Las lesiones de esta enfermedad están ampliamente distribuidas y las manifestaciones clínicas son variables. Los pacientes suelen presentar síntomas de fiebre baja, fatiga, granulocitosis y afectación multisistémica, como hematuria, insuficiencia renal, hipertensión abdominal. dolor, diarrea y melanoma. Neuritis fecal y periférica, etc. El curso de la enfermedad varía, pero con tratamiento inmunosupresor el 55% de los pacientes pueden sobrevivir.

La causa y patogénesis de la enfermedad se desconocen. Los experimentos con animales sugieren que los factores humorales juegan un papel importante en la aparición de esta enfermedad. La tecnología de inmunofluorescencia ha confirmado que hay inmunoglobulinas y complementos en las paredes de los vasos sanguíneos de la poliarteritis nudosa humana, y algunos también tienen HBsAg. Aproximadamente 50 pacientes tienen HBsAg o anti-HB en suero positivo.

6. Granulomatosis de Wegener La granulomatosis de Wegener es una enfermedad rara con las siguientes características: ① Vasculitis necrotizante aguda de vasos pequeños, que puede afectar vasos sanguíneos en varios órganos, siendo los más comúnmente afectados el tracto respiratorio, los riñones y el bazo. Se manifiesta como necrosis fibrinoide de las paredes de arteriolas y vénulas, acompañada de infiltración difusa de neutrófilos y eosinófilos; ② lesiones necróticas granulomatosas del tracto respiratorio, que pueden afectar la boca, la cavidad nasal, los senos paranasales, la laringe, la tráquea, los bronquios y los pulmones. . Las lesiones son granulomas compuestos por una gran acumulación de macrófagos mononucleares, linfocitos y una pequeña cantidad de células gigantes multinucleadas, células de tipo epitelial y fibroblastos. El centro puede estar atrapado en un parche de necrosis coagulativa. A menudo se forman masas obvias a simple vista y se forman úlceras en la superficie debido a necrosis y ulceración; ③ La glomerulonefritis necrotizante se caracteriza por capilares segmentarios sobre la base de glomerulonefritis proliferativa focal o difusa. La necrosis fibrinoide y la trombosis de las asas pueden desarrollarse. nefritis rápidamente progresiva sin tratamiento, con un curso peligroso e insuficiencia renal progresiva.
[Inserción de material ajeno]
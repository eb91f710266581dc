//! Data-driven one-to-one kind mappings.
//!
//! Most foreign operators convert to exactly one canonical operator with the
//! same inputs and parameters. Those cases are described as data (a
//! [`KindMapping`] table, loaded from JSON by the CLI) rather than written as
//! one rule type each.

use serde::{Deserialize, Serialize};

use opmerge_core::{ConvertGraph, Node, NodeId, NodeKind};

use crate::registry::RuleRegistry;
use crate::rule::{Replacement, RewriteError, Rule};

/// One row of a mapping table: nodes of kind `from` become kind `to`.
#[derive(Debug, Clone, PartialEq, Eq, Serialize, Deserialize)]
pub struct KindMapping {
    pub from: NodeKind,
    pub to: NodeKind,
    /// Input ports that must be fed by a constant before the node converts.
    #[serde(default)]
    pub require_const_inputs: Vec<u16>,
}

/// Rule applying a single [`KindMapping`].
#[derive(Debug, Clone)]
pub struct KindMapRule {
    name: String,
    mapping: KindMapping,
}

impl KindMapRule {
    pub fn new(mapping: KindMapping) -> Self {
        KindMapRule {
            name: format!("{} -> {}", mapping.from, mapping.to),
            mapping,
        }
    }

    pub fn mapping(&self) -> &KindMapping {
        &self.mapping
    }
}

impl Rule for KindMapRule {
    fn name(&self) -> &str {
        &self.name
    }

    fn matches(&self, graph: &ConvertGraph, node: NodeId) -> bool {
        graph
            .node(node)
            .map_or(false, |n| n.kind == self.mapping.from)
    }

    fn rewrite(&self, graph: &ConvertGraph, node: NodeId) -> Result<Replacement, RewriteError> {
        let original = graph
            .node(node)
            .ok_or_else(|| RewriteError::invariant(format!("node {} is not live", node)))?;
        let producers = graph
            .producers(node)
            .map_err(|e| RewriteError::invariant(e.to_string()))?;

        for &port in &self.mapping.require_const_inputs {
            match producers.get(usize::from(port)) {
                Some(&input) if graph.is_constant(input) => {}
                Some(_) => {
                    return Err(RewriteError::declined(format!(
                        "input {} is not const",
                        port
                    )))
                }
                None => {
                    return Err(RewriteError::declined(format!(
                        "input {} is not connected",
                        port
                    )))
                }
            }
        }

        let converted = Node::new(self.mapping.to.clone(), original.name.clone())
            .with_params(original.params.clone())
            .with_outputs(original.outputs.iter().cloned());
        Ok(Replacement::single(converted, producers))
    }
}

/// Registers one [`KindMapRule`] per mapping under `package`, in table order.
pub fn register_mappings<I>(registry: &RuleRegistry, package: &str, mappings: I) -> usize
where
    I: IntoIterator<Item = KindMapping>,
{
    let mut count = 0;
    for mapping in mappings {
        registry.register(package, KindMapRule::new(mapping));
        count += 1;
    }
    count
}
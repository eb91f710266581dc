//! Dispatch for foreign ("Extra") operators.
//!
//! A source framework importer emits every operator it cannot map directly as
//! an `Extra:<engine>:<op_type>` node. Converters for those operators are
//! written per op type. [`ExtraManager`] collects them for one engine, and
//! [`ExtraRule`] is the single merge rule that matches any Extra node of that
//! engine with a registered converter and hands it over.

use std::sync::Arc;

use indexmap::IndexMap;

use opmerge_core::{ConvertGraph, NodeId};

use crate::registry::RuleRegistry;
use crate::rule::{Replacement, RewriteError, Rule};

/// Engine name used by the TensorFlow importer.
pub const TENSORFLOW: &str = "Tensorflow";

/// Package name the TensorFlow Extra rule is conventionally registered under.
pub const TF_EXTRA_PACKAGE: &str = "TFExtra";

/// Converter for one foreign op type.
pub trait ExtraTransform: Send + Sync {
    /// Builds the canonical replacement for `node`. Decline when an input the
    /// conversion needs (typically a constant) is not available yet.
    fn transform(&self, graph: &ConvertGraph, node: NodeId) -> Result<Replacement, RewriteError>;
}

/// Per-engine table of op type -> converter.
pub struct ExtraManager {
    engine: String,
    transforms: IndexMap<String, Arc<dyn ExtraTransform>>,
}

impl ExtraManager {
    pub fn new(engine: impl Into<String>) -> Self {
        ExtraManager {
            engine: engine.into(),
            transforms: IndexMap::new(),
        }
    }

    pub fn engine(&self) -> &str {
        &self.engine
    }

    /// Adds a converter for `op_type`. The first converter for a type wins;
    /// returns `false` if one was already present.
    pub fn insert<T>(&mut self, op_type: impl Into<String>, transform: T) -> bool
    where
        T: ExtraTransform + 'static,
    {
        let op_type = op_type.into();
        if self.transforms.contains_key(&op_type) {
            tracing::warn!(engine = %self.engine, op_type = %op_type, "duplicate Extra converter ignored");
            return false;
        }
        self.transforms.insert(op_type, Arc::new(transform));
        true
    }

    pub fn find(&self, op_type: &str) -> Option<&Arc<dyn ExtraTransform>> {
        self.transforms.get(op_type)
    }

    /// Registered op types in insertion order.
    pub fn op_types(&self) -> impl Iterator<Item = &str> + '_ {
        self.transforms.keys().map(String::as_str)
    }

    /// Seals the table into a merge rule.
    pub fn into_rule(self) -> ExtraRule {
        ExtraRule {
            name: format!("ExtraManager:{}", self.engine),
            manager: self,
        }
    }

    /// Seals the table and registers the resulting rule under `package`.
    pub fn install(self, registry: &RuleRegistry, package: &str) {
        registry.register(package, self.into_rule());
    }
}

/// Merge rule dispatching Extra nodes of one engine to their converters.
pub struct ExtraRule {
    name: String,
    manager: ExtraManager,
}

impl ExtraRule {
    pub fn manager(&self) -> &ExtraManager {
        &self.manager
    }

    /// The converter for `node`, if it is an Extra node of this engine.
    fn converter<'a>(
        &'a self,
        graph: &'a ConvertGraph,
        node: NodeId,
    ) -> Option<(&'a str, &'a Arc<dyn ExtraTransform>)> {
        let (engine, op_type) = graph.node(node)?.kind.as_extra()?;
        if engine != self.manager.engine {
            return None;
        }
        self.manager.find(op_type).map(|t| (op_type, t))
    }
}

impl Rule for ExtraRule {
    fn name(&self) -> &str {
        &self.name
    }

    fn matches(&self, graph: &ConvertGraph, node: NodeId) -> bool {
        self.converter(graph, node).is_some()
    }

    fn rewrite(&self, graph: &ConvertGraph, node: NodeId) -> Result<Replacement, RewriteError> {
        let (op_type, transform) = self.converter(graph, node).ok_or_else(|| {
            RewriteError::invariant(format!(
                "node {} is not a convertible {} Extra op",
                node, self.manager.engine
            ))
        })?;
        transform.transform(graph, node).map_err(|err| match err {
            RewriteError::Declined { reason } => RewriteError::declined(format!(
                "convert {} op type {} failed, may be some node is not const: {}",
                self.manager.engine, op_type, reason
            )),
            other => other,
        })
    }
}
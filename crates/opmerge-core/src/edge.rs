//! Edge payload for the conversion graph.

use serde::{Deserialize, Serialize};

/// Data dependency from a producer's output slot to a consumer's input port.
///
/// Edges run producer -> consumer, so a node's outgoing edges are its
/// consumer index and its incoming edges, ordered by `port`, are its ordered
/// producer list. An edge is a lookup relation only; it never keeps a node
/// alive.
#[derive(Debug, Clone, Copy, PartialEq, Eq, Hash, Serialize, Deserialize)]
pub struct Binding {
    /// Which output slot of the producer.
    pub slot: u16,
    /// Which input port of the consumer.
    pub port: u16,
}

impl Binding {
    pub fn new(slot: u16, port: u16) -> Self {
        Binding { slot, port }
    }
}
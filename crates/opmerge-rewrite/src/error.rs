//! Pass-level errors. Per-node problems are diagnostics, not errors; these
//! abort the whole pass.

use thiserror::Error;

use opmerge_core::{CoreError, NodeId};

use crate::diagnostics::AppliedRewrite;

/// Errors that abort a merge pass.
#[derive(Debug, Error)]
pub enum PassError {
    /// The pass kept finding rewrites after `iterations` scans. Usually a
    /// rule whose output matches itself, or two rules undoing each other.
    #[error(
        "merge pass '{package}' did not reach a fixpoint after {iterations} scans{suffix}",
        suffix = last_rewrite_suffix(.last)
    )]
    NonTermination {
        package: String,
        iterations: usize,
        last: Option<AppliedRewrite>,
    },

    /// A validated replacement could not be wired in. The graph may hold a
    /// partial rewiring and must not be used further.
    #[error("rewiring node {node} failed: {source}")]
    Rewire {
        node: NodeId,
        #[source]
        source: CoreError,
    },

    /// The input graph itself is unusable (for example, cyclic).
    #[error(transparent)]
    Graph(#[from] CoreError),
}

fn last_rewrite_suffix(last: &Option<AppliedRewrite>) -> String {
    last.as_ref()
        .map(|l| format!("; last rewrite: {}", l))
        .unwrap_or_default()
}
La causa de esta enfermedad se desconoce, dado que hay una vasculitis evidente y se pueden detectar localmente inmunoglobulinas y complemento, se sugiere que su aparición está relacionada con la alergia tipo III. Sin embargo, la aparición de granulomas y lesiones necróticas en el tracto respiratorio también sugiere que puede estar relacionada con la alergia tipo IV. La mayoría de las aplicaciones clínicas de los fármacos citotóxicos pueden aliviar la enfermedad.